Roberts realizes that this transition raises the next question. The traditional conservative response when their lies have been revealed is to keep repeating them until they become media "facts." No one in America was really surprised that there were no WMD's in Iraq, those were a media fact and not a real fact. Everybody knows that Obama said you didn't build the roads and bridges that bring customers and inventory to your business. The next question is how much effort the media should invest in refuting the lies.
It is probably not enough just to put Obama's full quote in context, for instance, and move on. Because the Republicans will present it out of context again and again. But the media are in fact going to bore their audience to death if every day they have to re-publish the facts that contradict the same old statements.
I think it comes down to the parties and the politicians to keep the story alive. Think, for instance, about Paul Ryan's statement that he finished a marathon in under three minutes ( see refutation by Fox News). He hadn't. He ran in one marathon, in 1990, and it took him more than an hour longer than he said. It was a big fat lie, but it quickly became part of the background fabric of our day. We are too busy to argue about it, there are more important things, and so the lie cohabitates with truth, as equals.

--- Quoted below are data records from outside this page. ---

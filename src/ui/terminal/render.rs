use anyhow::Result;
use crossterm::{
    cursor, queue,
    style::{Color, Print, ResetColor, SetBackgroundColor, SetForegroundColor},
    terminal::{Clear, ClearType},
};
use std::io::{stdout, Write};
use unicode_width::UnicodeWidthStr;

use crate::ui::render::{header_lines, render_lines, StyledLine};

use super::TerminalUI;

const NOTICE_SECONDS: i64 = 3;
const HELP_TEXT: &str =
    " q: quit | c: clear | r: refresh | y: copy | a: auto scroll | ↑↓ PgUp/PgDn: scroll | ←→: h-scroll";

impl TerminalUI {
    pub(super) fn render(&mut self) -> Result<()> {
        let mut stdout = stdout();

        queue!(stdout, Clear(ClearType::All), cursor::MoveTo(0, 0))?;

        let (width, height) = self.state.terminal_size;
        let visible = self.visible_lines();
        let status_row = visible as u16;

        self.render_logs(&mut stdout, width, visible)?;
        self.render_status_line(&mut stdout, status_row, width)?;
        if height > 1 {
            self.render_help_line(&mut stdout, height - 1, width)?;
        }

        stdout.flush()?;
        Ok(())
    }

    fn render_logs(&mut self, stdout: &mut impl Write, width: u16, visible: usize) -> Result<()> {
        let entries = self.store.snapshot();
        let total = header_lines(&self.device).len() + entries.len();
        let range = self.state.visible_range(total, visible);
        let window = render_lines(&self.device, &entries)
            .skip(range.start)
            .take(range.len());

        for (row, line) in window.enumerate() {
            queue!(stdout, cursor::MoveTo(0, row as u16))?;
            let clipped = line.clip(self.state.horizontal_scroll_offset, width as usize);
            draw_line(stdout, &clipped)?;
        }

        if self.state.scroll_offset > 0 {
            let indicator = format!("↓ {} newer", self.state.scroll_offset);
            let x = width.saturating_sub(indicator.width() as u16);
            queue!(
                stdout,
                cursor::MoveTo(x, 0),
                SetForegroundColor(Color::Yellow),
                Print(indicator),
                ResetColor
            )?;
        }

        if self.state.horizontal_scroll_offset > 0 {
            queue!(
                stdout,
                cursor::MoveTo(0, 0),
                SetForegroundColor(Color::Yellow),
                Print(format!("← +{}", self.state.horizontal_scroll_offset)),
                ResetColor
            )?;
        }

        Ok(())
    }

    fn render_status_line(&self, stdout: &mut impl Write, row: u16, width: u16) -> Result<()> {
        let errors = format!(" {} Errors ", self.store.error_count());
        queue!(
            stdout,
            cursor::MoveTo(0, row),
            SetBackgroundColor(Color::Red),
            SetForegroundColor(Color::White),
            Print(&errors),
            SetBackgroundColor(Color::DarkGrey)
        )?;

        let mut status_text = format!(
            " Auto scroll: {} | Entries: {} | {}",
            if self.state.auto_scroll { "on" } else { "off" },
            self.store.len(),
            self.source_name
        );
        if let Some(notice) = self.state.current_notice(NOTICE_SECONDS) {
            status_text.push_str(" | ");
            status_text.push_str(notice);
        }

        let room = (width as usize).saturating_sub(errors.width());
        let display_text: String = status_text.chars().take(room).collect();
        queue!(stdout, Print(&display_text))?;

        let padding = room.saturating_sub(display_text.width());
        if padding > 0 {
            queue!(stdout, Print(" ".repeat(padding)))?;
        }

        queue!(stdout, ResetColor)?;
        Ok(())
    }

    fn render_help_line(&self, stdout: &mut impl Write, row: u16, width: u16) -> Result<()> {
        let help: String = HELP_TEXT.chars().take(width as usize).collect();
        queue!(
            stdout,
            cursor::MoveTo(0, row),
            SetForegroundColor(Color::DarkGrey),
            Print(help),
            ResetColor
        )?;
        Ok(())
    }
}

fn draw_line(stdout: &mut impl Write, line: &StyledLine) -> Result<()> {
    for span in &line.spans {
        match span.color {
            Some(color) => queue!(stdout, SetForegroundColor(color))?,
            None => queue!(stdout, ResetColor)?,
        }
        queue!(stdout, Print(&span.text))?;
    }
    queue!(stdout, ResetColor)?;
    Ok(())
}
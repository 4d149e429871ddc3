use std::sync::Arc;

use anyhow::Result;
use tokio::sync::mpsc;
use tracing::{debug, error};

use crate::console::{DeviceInfo, LogStore};
use crate::ui::clipboard::ClipboardSink;
use crate::ui::{ConsoleState, UIAction, UIEvent};

/// Owns the terminal while the console is active.
pub struct TerminalUI {
    pub(super) state: ConsoleState,
    pub(super) store: Arc<LogStore>,
    pub(super) device: DeviceInfo,
    pub(super) source_name: String,
    pub(super) event_rx: mpsc::UnboundedReceiver<UIEvent>,
    pub(super) action_tx: mpsc::UnboundedSender<UIAction>,
    pub(super) clipboard: Box<dyn ClipboardSink>,
    /// Set while raw mode and the alternate screen are in use.
    pub(super) terminal_active: bool,
}

impl TerminalUI {
    pub fn new(
        store: Arc<LogStore>,
        device: DeviceInfo,
        source_name: String,
        auto_scroll: bool,
        event_rx: mpsc::UnboundedReceiver<UIEvent>,
        action_tx: mpsc::UnboundedSender<UIAction>,
        clipboard: Box<dyn ClipboardSink>,
    ) -> Self {
        Self {
            state: ConsoleState::new(auto_scroll),
            store,
            device,
            source_name,
            event_rx,
            action_tx,
            clipboard,
            terminal_active: false,
        }
    }

    /// Runs the UI loop until the user quits or every event sender is gone.
    ///
    /// # Errors
    ///
    /// This function returns an error if the terminal cannot be set up or
    /// drawn to.
    pub async fn run(&mut self) -> Result<()> {
        self.initialize_terminal()?;

        debug!("Starting console UI loop");
        self.render()?;

        while let Some(event) = self.event_rx.recv().await {
            if let Err(e) = self.handle_event(event) {
                error!("Error handling UI event: {}", e);
            }
            if self.state.should_quit {
                break;
            }
            self.render()?;
        }

        debug!("Console UI loop finished");
        Ok(())
    }
}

Compare Ryan's marathon to Al Gore's creation of the Internet. In one case a guy flat-out lied, in another, a guy's words could be twisted to make it sound like he claimed to have done something he obviously could not have done. But who is going to go on TV day after day and make jokes about Paul Ryan's marathon time? Who is going to photoshop the images that will go viral on the Internet, showing Paul Ryan running at the speed of light? What talk radio host is going to tell the story in sarcastic tones from morning till night, day after day, what television network is going to make this a talking point to bring up on every show? Answer: none, nobody, nothing, it won't happen. It's just another lie and it is something that journalists accept and that Americans expect, unless a political machine picks it up and tries to make something of it. Ryan's self-aggrandizing lie has nothing to do with jobs, the economy, foreign policy, but if the opposition party does not pick it up and nail him to the wall with it, he will get away with it and lie again when he wants.
In the end somebody will say, "Both sides do it," and will point to something a Democrat has said that was proven wrong, and people will roll their eyes and mutter about politicians, and that will be it. We're too busy to track these things down, to question each statement. Guy says he has a plan for the economy, okay, good, we need a plan, give the guy a shot at it. What? He doesn't really have a plan? Okay, uh, which guy was that again?
The media might find a new role in keeping the facts and lies separated, so the public can make complicated choices, but they need to be reinforced by their audience, the public, and by the political organizations that have a stake in distinguishing honesty from deceit.